Sharma held several posts within government, including serving in the Cabinet as the President for COP26 from January 2021 until October 2022.

== Boundaries and boundary changes ==

1983–1997

- The Borough of Reading wards of Battle, Katesgrove, Kentwood, Minster, Norcot, Southcote, and Tilehurst; and
- The District of Newbury wards of Calcot, Pangbourne, Purley, Theale, and Tilehurst.

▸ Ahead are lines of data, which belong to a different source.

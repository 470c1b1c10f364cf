//! Field extraction: normalised OCR text → one [`ExtractedRow`].
//!
//! Only a placeholder implementation exists. The target document schema
//! (which labels carry the shipper, how weights and amounts are written) is
//! not known, so [`PlaceholderExtractor`] returns fixed strings. A real
//! extractor plugs in through [`FieldExtractor`] via
//! [`crate::config::PipelineConfigBuilder::extractor`] without any change to
//! the pipeline.

use crate::output::ExtractedRow;

/// Derives business fields from normalised text.
pub trait FieldExtractor: Send + Sync {
    fn extract_fields(&self, text: &str) -> ExtractedRow;
}

/// Returns the same five placeholder values for every document.
#[derive(Debug, Clone, Copy, Default)]
pub struct PlaceholderExtractor;

impl FieldExtractor for PlaceholderExtractor {
    fn extract_fields(&self, _text: &str) -> ExtractedRow {
        ExtractedRow {
            date: "Extracted Date".into(),
            shipper_name: "Extracted Shipper Name".into(),
            weight: "Extracted Weight".into(),
            volume: "Extracted Volume".into(),
            final_amount: "Extracted Final Amount".into(),
        }
    }
}
//! Configuration types for a processing run.
//!
//! All run behaviour is controlled through [`PipelineConfig`], built via its
//! [`PipelineConfigBuilder`]. The defaults reproduce the plain behaviour of
//! one OCR call per document, one document at a time.

use crate::error::Ocr2XlsxError;
use crate::pipeline::extract::{FieldExtractor, PlaceholderExtractor};
use crate::pipeline::ocr::{OcrService, DEFAULT_BASE_URL, DEFAULT_MODEL};
use crate::progress::ProgressCallback;
use std::fmt;
use std::sync::Arc;

/// Configuration for a processing run.
///
/// Built via [`PipelineConfig::builder()`] or using
/// [`PipelineConfig::default()`].
///
/// # Example
/// ```rust
/// use ocr2xlsx::PipelineConfig;
///
/// let config = PipelineConfig::builder()
///     .api_key("sk-...")
///     .concurrency(4)
///     .max_retries(2)
///     .build()
///     .unwrap();
/// assert_eq!(config.model, "mistral-ocr-latest");
/// ```
#[derive(Clone)]
pub struct PipelineConfig {
    /// OCR API key. Held in memory only and never written anywhere.
    ///
    /// When `None` and no `service` is injected, `MISTRAL_API_KEY` is read
    /// from the environment at run time.
    pub api_key: Option<String>,

    /// OCR model identifier. Default: `mistral-ocr-latest`.
    pub model: String,

    /// API base URL. Default: `https://api.mistral.ai`.
    pub base_url: String,

    /// Ask the service to embed page images in its response. Default: true.
    ///
    /// The images are not used downstream but the flag is part of the
    /// request contract.
    pub include_image_base64: bool,

    /// Number of documents in flight at once. Default: 1 (sequential).
    ///
    /// Results keep submission order whatever the value.
    pub concurrency: usize,

    /// Retry attempts on a transient OCR failure. Default: 0.
    pub max_retries: u32,

    /// Initial retry delay in milliseconds (exponential backoff). Default: 500.
    pub retry_backoff_ms: u64,

    /// Download timeout for link inputs in seconds. Default: 120.
    pub download_timeout_secs: u64,

    /// Per-OCR-call timeout in seconds. Default: 60.
    pub api_timeout_secs: u64,

    /// Pre-constructed OCR service. Takes precedence over `api_key`.
    pub service: Option<Arc<dyn OcrService>>,

    /// Field extractor applied to each document's text.
    pub extractor: Arc<dyn FieldExtractor>,

    /// Optional per-document progress events.
    pub progress_callback: Option<ProgressCallback>,
}

impl Default for PipelineConfig {
    fn default() -> Self {
        Self {
            api_key: None,
            model: DEFAULT_MODEL.to_string(),
            base_url: DEFAULT_BASE_URL.to_string(),
            include_image_base64: true,
            concurrency: 1,
            max_retries: 0,
            retry_backoff_ms: 500,
            download_timeout_secs: 120,
            api_timeout_secs: 60,
            service: None,
            extractor: Arc::new(PlaceholderExtractor),
            progress_callback: None,
        }
    }
}

impl fmt::Debug for PipelineConfig {
    fn fmt(&self, f: &mut fmt::Formatter<'_>) -> fmt::Result {
        f.debug_struct("PipelineConfig")
            .field("api_key", &self.api_key.as_ref().map(|_| "<redacted>"))
            .field("model", &self.model)
            .field("base_url", &self.base_url)
            .field("include_image_base64", &self.include_image_base64)
            .field("concurrency", &self.concurrency)
            .field("max_retries", &self.max_retries)
            .field("retry_backoff_ms", &self.retry_backoff_ms)
            .field("download_timeout_secs", &self.download_timeout_secs)
            .field("api_timeout_secs", &self.api_timeout_secs)
            .field("service", &self.service.as_ref().map(|s| s.name().to_string()))
            .field("progress_callback", &self.progress_callback.is_some())
            .finish()
    }
}

impl PipelineConfig {
    /// Create a new builder for `PipelineConfig`.
    pub fn builder() -> PipelineConfigBuilder {
        PipelineConfigBuilder {
            config: Self::default(),
        }
    }
}

/// Builder for [`PipelineConfig`].
pub struct PipelineConfigBuilder {
    config: PipelineConfig,
}

impl fmt::Debug for PipelineConfigBuilder {
    fn fmt(&self, f: &mut fmt::Formatter<'_>) -> fmt::Result {
        f.debug_struct("PipelineConfigBuilder")
            .field("config", &self.config)
            .finish()
    }
}

impl PipelineConfigBuilder {
    pub fn api_key(mut self, key: impl Into<String>) -> Self {
        self.config.api_key = Some(key.into());
        self
    }

    pub fn model(mut self, model: impl Into<String>) -> Self {
        self.config.model = model.into();
        self
    }

    pub fn base_url(mut self, url: impl Into<String>) -> Self {
        self.config.base_url = url.into();
        self
    }

    pub fn include_image_base64(mut self, v: bool) -> Self {
        self.config.include_image_base64 = v;
        self
    }

    pub fn concurrency(mut self, n: usize) -> Self {
        self.config.concurrency = n.max(1);
        self
    }

    pub fn max_retries(mut self, n: u32) -> Self {
        self.config.max_retries = n;
        self
    }

    pub fn retry_backoff_ms(mut self, ms: u64) -> Self {
        self.config.retry_backoff_ms = ms;
        self
    }

    pub fn download_timeout_secs(mut self, secs: u64) -> Self {
        self.config.download_timeout_secs = secs;
        self
    }

    pub fn api_timeout_secs(mut self, secs: u64) -> Self {
        self.config.api_timeout_secs = secs;
        self
    }

    pub fn service(mut self, service: Arc<dyn OcrService>) -> Self {
        self.config.service = Some(service);
        self
    }

    pub fn extractor(mut self, extractor: Arc<dyn FieldExtractor>) -> Self {
        self.config.extractor = extractor;
        self
    }

    pub fn progress_callback(mut self, cb: ProgressCallback) -> Self {
        self.config.progress_callback = Some(cb);
        self
    }

    /// Build the configuration, validating constraints.
    pub fn build(self) -> Result<PipelineConfig, Ocr2XlsxError> {
        self.config.validate()?;
        Ok(self.config)
    }
}

impl PipelineConfig {
    /// Check invariants that the public fields could have broken.
    pub fn validate(&self) -> Result<(), Ocr2XlsxError> {
        if self.model.trim().is_empty() {
            return Err(Ocr2XlsxError::InvalidConfig(
                "Model identifier must not be empty".into(),
            ));
        }
        if self.concurrency == 0 {
            return Err(Ocr2XlsxError::InvalidConfig(
                "Concurrency must be ≥ 1".into(),
            ));
        }
        if !(self.base_url.starts_with("http://") || self.base_url.starts_with("https://")) {
            return Err(Ocr2XlsxError::InvalidConfig(format!(
                "Base URL must be http(s), got '{}'",
                self.base_url
            )));
        }
        Ok(())
    }
}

Formed as a county constituency, largely from parts of the abolished constituency of Reading North. Extended westwards to include parts of Newbury.

1997–2010

- The Borough of Reading wards of Battle, Kentwood, Minster, Norcot, Southcote, Tilehurst, and Whitley; and
- The District of Newbury wards of Calcot, Pangbourne, Purley, Theale, and Tilehurst.

The boundary with Reading East was realigned, gaining Whitley ward and losing Katesgrove ward.

2010–2024

- The Borough of Reading wards of Battle, Kentwood, Minster, Norcot, Southcote, Tilehurst, and Whitley; and
- The District of West Berkshire wards of Birch Copse, Calcot, Pangbourne, Purley on Thames, Theale, and Westwood.

Marginal changes due to revision of local authority wards.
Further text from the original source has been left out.